Entre tombola, buvette et stands d’artistes offrant un aperçu des préoccupations sociales actuelles, la journée a permis aux participants d'échanger et de s'informer sur des thèmes fondamentaux concernant la santé sexuelle et la lutte contre les discriminations. La musique était omniprésente, créant une atmosphère festive.

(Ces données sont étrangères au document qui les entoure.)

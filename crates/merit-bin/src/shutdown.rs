// SPDX-License-Identifier: PolyForm-Noncommercial-1.0.0
// Copyright (c) 2025 Sylvex. All rights reserved.

//! Graceful shutdown signal handling.

use tracing::info;

/// Resolves when the process receives SIGINT or SIGTERM (Ctrl+C on
/// non-Unix platforms).
///
/// Handed to the server's graceful-shutdown hook; in-flight requests
/// drain before the process exits.
pub async fn shutdown_signal() {
    let ctrl_c = async {
        tokio::signal::ctrl_c()
            .await
            .expect("failed to install Ctrl+C handler");
    };

    #[cfg(unix)]
    let terminate = async {
        tokio::signal::unix::signal(tokio::signal::unix::SignalKind::terminate())
            .expect("failed to install SIGTERM handler")
            .recv()
            .await;
    };

    #[cfg(not(unix))]
    let terminate = std::future::pending::<()>();

    tokio::select! {
        _ = ctrl_c => info!("received Ctrl+C, shutting down"),
        _ = terminate => info!("received SIGTERM, shutting down"),
    }
}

Une minute de silence émotive
Alors que les températures grimpaient, de nombreux participants utilisaient des brumisateurs pour se rafraîchir. Les t-shirts, souvent ornés de messages engagés, témoignaient de la détermination des manifestants, tous unis pour défendre leurs droits. Cependant, un moment de gravité est survenu lors d'un discours, durant lequel une minute de silence a été observée pour rendre hommage aux victimes de la LGBT-phobie à l'échelle mondiale.

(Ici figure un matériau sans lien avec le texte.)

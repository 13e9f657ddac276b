// SPDX-License-Identifier: PolyForm-Noncommercial-1.0.0
// Copyright (c) 2025 Sylvex. All rights reserved.

//! CLI argument parsing.

use std::net::IpAddr;

use clap::{Parser, ValueEnum};

// =============================================================================
// Main CLI Structure
// =============================================================================

/// MERIT - academic achievement tracking backend
///
/// Starts the API server. Token secrets are read from
/// MERIT_ACCESS_SECRET and MERIT_REFRESH_SECRET; without them the
/// server only starts in development mode (`--dev`), which also seeds
/// an in-memory user directory with demo accounts.
#[derive(Parser, Debug)]
#[command(
    name = "merit",
    author = "Sylvex <contact@sylvex.io>",
    version = merit_api::VERSION,
    about = "MERIT academic achievement tracking backend",
    long_about = None
)]
pub struct Cli {
    /// Bind address
    #[arg(long, env = "MERIT_HOST")]
    pub host: Option<IpAddr>,

    /// Bind port
    #[arg(short, long, env = "MERIT_PORT")]
    pub port: Option<u16>,

    /// Development mode (accepts compiled-in secrets, seeds demo
    /// accounts)
    #[arg(long, env = "MERIT_DEV")]
    pub dev: bool,

    /// Log level (trace, debug, info, warn, error)
    #[arg(short, long, default_value = "info", env = "MERIT_LOG_LEVEL")]
    pub log_level: String,

    /// Log format (text, json, compact)
    #[arg(long, default_value = "text", env = "MERIT_LOG_FORMAT")]
    pub log_format: LogFormat,
}

/// Log output formats.
#[derive(Debug, Clone, Copy, PartialEq, Eq, ValueEnum)]
pub enum LogFormat {
    /// Human-readable text output.
    Text,
    /// JSON output for log aggregation.
    Json,
    /// Minimal compact output.
    Compact,
}

// =============================================================================
// Tests
// =============================================================================

#[cfg(test)]
mod tests {
    use super::*;
    use clap::CommandFactory;

    #[test]
    fn test_cli_definition_is_valid() {
        Cli::command().debug_assert();
    }

    #[test]
    fn test_defaults() {
        let cli = Cli::parse_from(["merit"]);
        assert_eq!(cli.log_level, "info");
        assert_eq!(cli.log_format, LogFormat::Text);
        assert!(cli.host.is_none());
    }

    #[test]
    fn test_port_override() {
        let cli = Cli::parse_from(["merit", "--port", "8080"]);
        assert_eq!(cli.port, Some(8080));
    }
}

Bien que certaines voix critiques aient émis des réserves sur la marche, une manifestante a insisté sur l'importance de cette lutte pour les droits : « Il faut en finir avec les discriminations ». Un groupe de participants aux moustaches a même profité de cet événement pour partager une bénédiction humoristique. Les slogans, ancrés dans des préoccupations profondes, comme « Plus de 1 500 espèces animales homosexuelles, une seule homophobe » ou « Libre d’aimer qui je veux », résonnaient tout au long de la marche.
La contestation s'exprime
Avant cette manifestation, l'Association de solidarité avec toutes et tous les immigrés de Périgueux (Astip) avait publié un communiqué dénonçant une certaine politisation du mouvement LGBTQI+, ainsi qu'un racisme systémique au sein de certains discours. Les organisateurs, Maxime Claverie et Benoît Chomaud, ont rejeté ces accusations qu'ils jugent diffamantes, rappelant que l'Astip avait participé à la première édition sans faire partie des suivantes. Cette controverse souligne la complexité de la lutte pour les droits et reflète les nombreuses opinions qui cohabitent au sein du mouvement.